* [Dataset entries]:
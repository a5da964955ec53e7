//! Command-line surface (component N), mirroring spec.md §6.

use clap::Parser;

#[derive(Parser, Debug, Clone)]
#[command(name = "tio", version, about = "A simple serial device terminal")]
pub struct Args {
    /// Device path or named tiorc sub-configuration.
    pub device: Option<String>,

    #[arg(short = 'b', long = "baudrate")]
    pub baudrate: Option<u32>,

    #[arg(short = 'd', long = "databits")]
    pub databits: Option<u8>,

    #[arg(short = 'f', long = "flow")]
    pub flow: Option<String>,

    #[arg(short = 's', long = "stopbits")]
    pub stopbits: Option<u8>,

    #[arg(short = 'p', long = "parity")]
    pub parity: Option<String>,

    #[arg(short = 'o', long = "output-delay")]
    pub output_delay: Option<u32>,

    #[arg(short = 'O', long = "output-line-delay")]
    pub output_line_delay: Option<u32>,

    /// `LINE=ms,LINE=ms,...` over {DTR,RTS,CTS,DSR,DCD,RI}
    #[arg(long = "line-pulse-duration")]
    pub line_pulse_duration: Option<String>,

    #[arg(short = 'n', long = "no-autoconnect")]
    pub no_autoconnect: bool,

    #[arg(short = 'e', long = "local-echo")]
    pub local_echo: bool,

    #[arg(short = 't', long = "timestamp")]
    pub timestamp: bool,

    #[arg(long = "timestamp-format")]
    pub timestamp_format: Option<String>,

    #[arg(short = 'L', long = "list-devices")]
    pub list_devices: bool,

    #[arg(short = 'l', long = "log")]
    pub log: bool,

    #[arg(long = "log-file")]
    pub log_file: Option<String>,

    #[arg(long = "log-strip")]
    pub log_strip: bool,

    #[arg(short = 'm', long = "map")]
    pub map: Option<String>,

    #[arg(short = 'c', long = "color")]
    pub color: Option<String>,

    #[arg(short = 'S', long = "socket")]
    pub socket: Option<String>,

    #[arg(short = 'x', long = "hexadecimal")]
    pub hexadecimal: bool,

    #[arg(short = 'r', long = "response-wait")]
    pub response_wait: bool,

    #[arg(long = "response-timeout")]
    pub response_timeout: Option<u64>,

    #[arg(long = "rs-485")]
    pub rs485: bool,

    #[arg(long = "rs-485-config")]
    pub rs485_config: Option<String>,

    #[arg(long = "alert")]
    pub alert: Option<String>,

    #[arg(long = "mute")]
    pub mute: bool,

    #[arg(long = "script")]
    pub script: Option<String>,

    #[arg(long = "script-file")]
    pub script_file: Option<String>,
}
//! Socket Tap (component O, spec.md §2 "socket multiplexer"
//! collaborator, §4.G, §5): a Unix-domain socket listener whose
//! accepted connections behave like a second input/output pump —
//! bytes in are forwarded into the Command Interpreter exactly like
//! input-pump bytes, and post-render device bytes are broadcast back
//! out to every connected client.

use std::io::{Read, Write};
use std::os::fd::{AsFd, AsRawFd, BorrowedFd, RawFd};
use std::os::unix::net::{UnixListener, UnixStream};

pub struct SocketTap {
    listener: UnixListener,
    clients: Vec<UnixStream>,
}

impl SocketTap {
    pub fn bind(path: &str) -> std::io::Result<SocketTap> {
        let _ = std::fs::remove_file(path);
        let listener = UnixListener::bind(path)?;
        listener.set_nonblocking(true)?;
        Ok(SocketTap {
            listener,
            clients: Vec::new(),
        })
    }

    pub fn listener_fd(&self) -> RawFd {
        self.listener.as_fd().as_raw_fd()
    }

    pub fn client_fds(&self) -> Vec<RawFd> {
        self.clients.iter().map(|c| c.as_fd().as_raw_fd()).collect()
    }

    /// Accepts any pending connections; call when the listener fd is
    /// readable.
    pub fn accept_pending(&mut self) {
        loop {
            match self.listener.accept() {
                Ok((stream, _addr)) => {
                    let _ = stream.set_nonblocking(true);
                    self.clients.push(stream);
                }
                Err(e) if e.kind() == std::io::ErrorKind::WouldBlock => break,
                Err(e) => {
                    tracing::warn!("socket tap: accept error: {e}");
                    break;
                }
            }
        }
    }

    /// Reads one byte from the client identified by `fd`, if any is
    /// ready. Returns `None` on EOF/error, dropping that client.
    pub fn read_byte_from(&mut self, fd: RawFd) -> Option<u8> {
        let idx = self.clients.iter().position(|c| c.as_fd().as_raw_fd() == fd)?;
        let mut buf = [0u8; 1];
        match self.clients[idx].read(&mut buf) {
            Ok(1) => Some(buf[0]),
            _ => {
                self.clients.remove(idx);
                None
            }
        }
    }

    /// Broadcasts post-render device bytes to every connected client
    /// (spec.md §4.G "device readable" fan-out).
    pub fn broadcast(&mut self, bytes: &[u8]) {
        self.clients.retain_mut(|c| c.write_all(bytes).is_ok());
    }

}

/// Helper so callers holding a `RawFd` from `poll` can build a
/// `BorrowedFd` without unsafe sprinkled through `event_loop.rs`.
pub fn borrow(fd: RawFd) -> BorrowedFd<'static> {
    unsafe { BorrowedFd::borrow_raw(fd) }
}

--

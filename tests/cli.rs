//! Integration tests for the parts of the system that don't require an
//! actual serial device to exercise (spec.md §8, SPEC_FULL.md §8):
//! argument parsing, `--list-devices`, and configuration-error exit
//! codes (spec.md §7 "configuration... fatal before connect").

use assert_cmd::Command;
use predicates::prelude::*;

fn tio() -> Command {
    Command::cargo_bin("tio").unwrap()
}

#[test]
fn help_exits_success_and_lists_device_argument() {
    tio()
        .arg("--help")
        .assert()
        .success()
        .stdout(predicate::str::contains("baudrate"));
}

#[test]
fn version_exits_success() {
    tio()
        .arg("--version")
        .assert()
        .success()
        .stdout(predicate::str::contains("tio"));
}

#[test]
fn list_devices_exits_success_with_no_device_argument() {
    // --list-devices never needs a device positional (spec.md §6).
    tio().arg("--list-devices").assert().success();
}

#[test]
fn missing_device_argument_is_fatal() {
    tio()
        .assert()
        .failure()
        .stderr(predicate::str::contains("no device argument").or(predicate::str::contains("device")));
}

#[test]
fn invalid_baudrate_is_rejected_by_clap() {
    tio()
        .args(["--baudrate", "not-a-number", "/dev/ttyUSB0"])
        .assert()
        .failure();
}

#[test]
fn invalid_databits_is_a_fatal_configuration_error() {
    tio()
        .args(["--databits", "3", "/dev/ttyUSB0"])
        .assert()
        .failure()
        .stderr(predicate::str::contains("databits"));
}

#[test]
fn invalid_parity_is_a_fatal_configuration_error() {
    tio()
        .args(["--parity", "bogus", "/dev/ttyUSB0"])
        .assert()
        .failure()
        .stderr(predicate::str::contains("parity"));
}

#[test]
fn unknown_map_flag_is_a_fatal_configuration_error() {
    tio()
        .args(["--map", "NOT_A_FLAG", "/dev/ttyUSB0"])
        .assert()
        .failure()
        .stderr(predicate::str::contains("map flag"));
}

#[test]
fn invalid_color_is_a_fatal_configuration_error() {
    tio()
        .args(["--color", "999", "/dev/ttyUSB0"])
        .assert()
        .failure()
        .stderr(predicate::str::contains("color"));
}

* [EXERCISE PROMPT]:
Check the data for the word "bool" and pull out the lines that have it.

* [EXERCISE RESULT]:
    pub no_autoconnect: bool,
    pub local_echo: bool,
    pub timestamp: bool,
    pub list_devices: bool,
    pub log: bool,
    pub log_strip: bool,
    pub hexadecimal: bool,
    pub response_wait: bool,
    pub rs485: bool,
    pub mute: bool,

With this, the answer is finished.